Once the line with "if let Some(author) = &card.author_name" is found in the entries below, print it and each following line exactly, stopping after the line with "subcategory is the"; print nothing else.

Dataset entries
________________________

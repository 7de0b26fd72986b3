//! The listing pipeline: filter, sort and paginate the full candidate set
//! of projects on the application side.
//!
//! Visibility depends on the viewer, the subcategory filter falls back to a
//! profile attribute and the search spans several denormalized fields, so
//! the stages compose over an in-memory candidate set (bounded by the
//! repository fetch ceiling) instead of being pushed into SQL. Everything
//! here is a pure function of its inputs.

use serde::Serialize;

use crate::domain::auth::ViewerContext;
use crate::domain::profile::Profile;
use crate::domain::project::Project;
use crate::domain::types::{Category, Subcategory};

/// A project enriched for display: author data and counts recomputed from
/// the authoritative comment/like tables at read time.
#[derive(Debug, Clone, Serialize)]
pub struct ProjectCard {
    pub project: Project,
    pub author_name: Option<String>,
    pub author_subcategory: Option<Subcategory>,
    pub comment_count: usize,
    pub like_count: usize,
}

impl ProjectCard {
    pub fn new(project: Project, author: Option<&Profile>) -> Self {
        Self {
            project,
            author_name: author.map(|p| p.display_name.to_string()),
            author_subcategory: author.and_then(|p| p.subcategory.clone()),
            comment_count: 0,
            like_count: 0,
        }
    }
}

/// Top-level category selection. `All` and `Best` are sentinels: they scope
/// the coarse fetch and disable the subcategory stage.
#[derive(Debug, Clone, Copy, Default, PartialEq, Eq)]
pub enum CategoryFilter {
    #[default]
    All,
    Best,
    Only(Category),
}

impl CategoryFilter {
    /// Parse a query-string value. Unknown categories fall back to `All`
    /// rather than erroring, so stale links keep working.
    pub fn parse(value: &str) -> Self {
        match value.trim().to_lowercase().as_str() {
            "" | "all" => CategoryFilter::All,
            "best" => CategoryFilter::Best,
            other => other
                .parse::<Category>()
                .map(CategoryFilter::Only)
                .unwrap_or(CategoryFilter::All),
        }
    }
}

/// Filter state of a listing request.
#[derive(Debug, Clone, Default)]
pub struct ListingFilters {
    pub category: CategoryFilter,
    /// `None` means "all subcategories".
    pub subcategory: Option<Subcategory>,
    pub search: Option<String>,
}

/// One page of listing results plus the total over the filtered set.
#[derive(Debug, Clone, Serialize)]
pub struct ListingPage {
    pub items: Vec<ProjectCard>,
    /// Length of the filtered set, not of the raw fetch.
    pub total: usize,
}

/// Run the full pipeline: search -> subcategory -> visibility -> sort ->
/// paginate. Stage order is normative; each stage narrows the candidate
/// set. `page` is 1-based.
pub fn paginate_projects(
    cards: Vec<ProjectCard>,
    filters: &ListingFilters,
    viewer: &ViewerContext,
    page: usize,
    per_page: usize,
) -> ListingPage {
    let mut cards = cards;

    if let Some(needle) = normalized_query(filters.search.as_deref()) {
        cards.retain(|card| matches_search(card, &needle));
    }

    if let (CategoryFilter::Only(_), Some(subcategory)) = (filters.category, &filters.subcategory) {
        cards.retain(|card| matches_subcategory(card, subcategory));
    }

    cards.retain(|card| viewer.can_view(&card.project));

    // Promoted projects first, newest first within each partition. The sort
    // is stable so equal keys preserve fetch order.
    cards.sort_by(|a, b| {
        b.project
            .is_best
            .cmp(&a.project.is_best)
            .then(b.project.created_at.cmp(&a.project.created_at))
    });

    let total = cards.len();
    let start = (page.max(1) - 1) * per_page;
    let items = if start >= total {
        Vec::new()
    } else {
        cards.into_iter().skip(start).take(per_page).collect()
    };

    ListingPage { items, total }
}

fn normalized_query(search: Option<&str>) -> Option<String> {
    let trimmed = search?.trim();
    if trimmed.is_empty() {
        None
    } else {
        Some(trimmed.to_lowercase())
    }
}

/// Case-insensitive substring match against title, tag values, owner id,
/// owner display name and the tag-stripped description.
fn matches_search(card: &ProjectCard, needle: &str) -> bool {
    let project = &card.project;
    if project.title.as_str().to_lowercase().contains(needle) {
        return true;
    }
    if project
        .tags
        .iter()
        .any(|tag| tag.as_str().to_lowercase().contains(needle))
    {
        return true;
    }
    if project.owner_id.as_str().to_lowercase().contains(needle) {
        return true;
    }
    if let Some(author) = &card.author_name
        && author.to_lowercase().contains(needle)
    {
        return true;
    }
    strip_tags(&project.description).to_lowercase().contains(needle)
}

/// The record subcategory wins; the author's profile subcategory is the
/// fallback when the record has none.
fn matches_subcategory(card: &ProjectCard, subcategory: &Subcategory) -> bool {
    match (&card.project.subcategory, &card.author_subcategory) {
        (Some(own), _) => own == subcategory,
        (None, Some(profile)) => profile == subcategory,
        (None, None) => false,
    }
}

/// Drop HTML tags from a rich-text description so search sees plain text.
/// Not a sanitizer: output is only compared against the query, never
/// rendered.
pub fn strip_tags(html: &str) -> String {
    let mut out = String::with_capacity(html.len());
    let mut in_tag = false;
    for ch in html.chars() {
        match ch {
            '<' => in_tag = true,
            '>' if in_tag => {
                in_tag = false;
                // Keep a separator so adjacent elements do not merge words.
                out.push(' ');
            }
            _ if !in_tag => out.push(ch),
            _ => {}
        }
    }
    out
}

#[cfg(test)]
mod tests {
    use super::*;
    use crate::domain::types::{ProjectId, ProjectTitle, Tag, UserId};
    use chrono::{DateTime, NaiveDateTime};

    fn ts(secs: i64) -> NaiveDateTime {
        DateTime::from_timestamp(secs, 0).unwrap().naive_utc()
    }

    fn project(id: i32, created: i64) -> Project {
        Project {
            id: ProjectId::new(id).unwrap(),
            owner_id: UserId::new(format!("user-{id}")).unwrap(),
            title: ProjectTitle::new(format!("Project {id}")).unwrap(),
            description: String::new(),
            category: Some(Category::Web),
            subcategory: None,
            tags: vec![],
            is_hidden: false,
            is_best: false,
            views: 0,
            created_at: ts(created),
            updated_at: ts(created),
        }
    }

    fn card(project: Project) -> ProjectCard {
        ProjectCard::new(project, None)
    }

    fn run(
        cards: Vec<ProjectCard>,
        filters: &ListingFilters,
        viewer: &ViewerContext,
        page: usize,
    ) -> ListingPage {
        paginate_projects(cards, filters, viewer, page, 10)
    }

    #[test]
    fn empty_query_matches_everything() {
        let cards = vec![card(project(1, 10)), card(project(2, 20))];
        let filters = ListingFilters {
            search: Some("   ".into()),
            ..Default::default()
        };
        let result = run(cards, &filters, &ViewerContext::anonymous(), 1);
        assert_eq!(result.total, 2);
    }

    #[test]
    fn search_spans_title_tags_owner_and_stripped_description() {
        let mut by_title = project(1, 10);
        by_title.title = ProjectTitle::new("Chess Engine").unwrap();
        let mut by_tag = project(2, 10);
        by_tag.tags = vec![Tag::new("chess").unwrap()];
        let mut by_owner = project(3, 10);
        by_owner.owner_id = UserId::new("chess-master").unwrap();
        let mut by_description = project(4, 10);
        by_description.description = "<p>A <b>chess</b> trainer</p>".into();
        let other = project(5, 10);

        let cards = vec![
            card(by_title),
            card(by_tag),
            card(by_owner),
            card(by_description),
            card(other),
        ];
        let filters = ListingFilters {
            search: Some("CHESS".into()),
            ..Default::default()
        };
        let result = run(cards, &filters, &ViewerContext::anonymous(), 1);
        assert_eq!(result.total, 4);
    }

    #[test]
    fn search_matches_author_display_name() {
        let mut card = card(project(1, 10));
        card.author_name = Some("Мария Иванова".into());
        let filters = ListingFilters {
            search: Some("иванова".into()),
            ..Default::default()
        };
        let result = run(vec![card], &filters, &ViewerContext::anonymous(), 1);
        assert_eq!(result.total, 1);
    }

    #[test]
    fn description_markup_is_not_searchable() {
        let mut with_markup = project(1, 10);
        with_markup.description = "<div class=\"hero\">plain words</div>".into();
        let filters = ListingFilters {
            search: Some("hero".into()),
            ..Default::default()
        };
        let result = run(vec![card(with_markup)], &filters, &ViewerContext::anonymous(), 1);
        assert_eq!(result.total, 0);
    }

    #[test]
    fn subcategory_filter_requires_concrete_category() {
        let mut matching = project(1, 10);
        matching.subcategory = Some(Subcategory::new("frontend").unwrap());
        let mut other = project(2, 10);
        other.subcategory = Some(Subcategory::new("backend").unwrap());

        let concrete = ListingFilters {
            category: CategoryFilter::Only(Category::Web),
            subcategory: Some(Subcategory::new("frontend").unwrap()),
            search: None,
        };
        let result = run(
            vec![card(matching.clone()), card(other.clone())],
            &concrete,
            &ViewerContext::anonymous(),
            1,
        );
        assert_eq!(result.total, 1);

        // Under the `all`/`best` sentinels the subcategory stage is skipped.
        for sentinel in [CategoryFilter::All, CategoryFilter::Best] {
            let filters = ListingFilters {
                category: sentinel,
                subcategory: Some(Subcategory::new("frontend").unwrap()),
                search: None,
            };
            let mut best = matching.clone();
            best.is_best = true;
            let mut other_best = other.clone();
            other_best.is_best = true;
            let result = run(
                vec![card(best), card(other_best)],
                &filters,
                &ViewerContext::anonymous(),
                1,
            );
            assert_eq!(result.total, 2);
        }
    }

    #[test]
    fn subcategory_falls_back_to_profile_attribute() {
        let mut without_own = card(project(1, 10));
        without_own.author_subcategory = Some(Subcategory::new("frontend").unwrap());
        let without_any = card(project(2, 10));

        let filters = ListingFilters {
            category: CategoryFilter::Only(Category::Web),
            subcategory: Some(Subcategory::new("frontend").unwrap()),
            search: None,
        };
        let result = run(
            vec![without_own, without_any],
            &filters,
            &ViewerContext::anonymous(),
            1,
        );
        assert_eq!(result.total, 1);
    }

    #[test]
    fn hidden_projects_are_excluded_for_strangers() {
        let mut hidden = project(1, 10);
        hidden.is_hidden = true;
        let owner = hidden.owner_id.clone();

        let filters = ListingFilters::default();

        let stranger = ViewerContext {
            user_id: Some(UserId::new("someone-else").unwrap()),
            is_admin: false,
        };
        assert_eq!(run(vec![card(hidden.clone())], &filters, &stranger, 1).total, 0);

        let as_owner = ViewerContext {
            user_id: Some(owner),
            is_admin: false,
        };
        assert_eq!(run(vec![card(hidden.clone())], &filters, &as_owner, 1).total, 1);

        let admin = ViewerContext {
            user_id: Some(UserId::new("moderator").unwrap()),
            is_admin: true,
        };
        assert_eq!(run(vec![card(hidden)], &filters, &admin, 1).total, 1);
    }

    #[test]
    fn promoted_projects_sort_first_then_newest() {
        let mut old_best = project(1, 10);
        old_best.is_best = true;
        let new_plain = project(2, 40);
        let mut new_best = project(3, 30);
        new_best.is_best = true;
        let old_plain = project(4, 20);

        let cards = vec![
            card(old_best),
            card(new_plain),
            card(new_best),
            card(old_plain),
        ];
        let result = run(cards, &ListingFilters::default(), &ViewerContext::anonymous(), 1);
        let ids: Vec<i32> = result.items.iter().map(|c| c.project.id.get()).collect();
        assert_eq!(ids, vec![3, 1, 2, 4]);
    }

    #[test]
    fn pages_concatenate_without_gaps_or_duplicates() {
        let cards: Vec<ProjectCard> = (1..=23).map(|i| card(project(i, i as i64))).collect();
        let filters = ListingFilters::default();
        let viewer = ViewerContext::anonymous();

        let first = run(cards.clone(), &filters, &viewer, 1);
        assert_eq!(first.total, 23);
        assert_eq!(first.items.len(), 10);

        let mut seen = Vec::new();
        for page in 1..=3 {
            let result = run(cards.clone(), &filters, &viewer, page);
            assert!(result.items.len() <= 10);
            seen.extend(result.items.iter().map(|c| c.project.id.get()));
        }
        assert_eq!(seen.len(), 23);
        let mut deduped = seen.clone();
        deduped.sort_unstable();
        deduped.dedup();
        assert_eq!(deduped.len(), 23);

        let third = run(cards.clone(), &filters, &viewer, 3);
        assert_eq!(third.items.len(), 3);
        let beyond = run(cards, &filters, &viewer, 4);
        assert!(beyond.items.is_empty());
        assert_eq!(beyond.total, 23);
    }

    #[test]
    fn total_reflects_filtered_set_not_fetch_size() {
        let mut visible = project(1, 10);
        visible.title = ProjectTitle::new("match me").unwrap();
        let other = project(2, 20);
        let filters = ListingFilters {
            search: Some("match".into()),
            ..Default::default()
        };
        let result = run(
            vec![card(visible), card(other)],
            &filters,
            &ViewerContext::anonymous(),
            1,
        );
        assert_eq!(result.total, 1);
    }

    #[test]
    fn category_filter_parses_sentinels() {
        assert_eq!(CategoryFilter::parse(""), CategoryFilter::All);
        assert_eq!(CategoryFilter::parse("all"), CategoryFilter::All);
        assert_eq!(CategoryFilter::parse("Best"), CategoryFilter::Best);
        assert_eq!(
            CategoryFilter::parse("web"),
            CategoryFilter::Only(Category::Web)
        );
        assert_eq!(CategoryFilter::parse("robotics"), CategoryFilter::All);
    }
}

________________________

→ **ANSWER**
    if let Some(author) = &card.author_name
        && author.to_lowercase().contains(needle)
    {
        return true;
    }
    strip_tags(&project.description).to_lowercase().contains(needle)
}

/// The record subcategory wins; the author's profile subcategory is the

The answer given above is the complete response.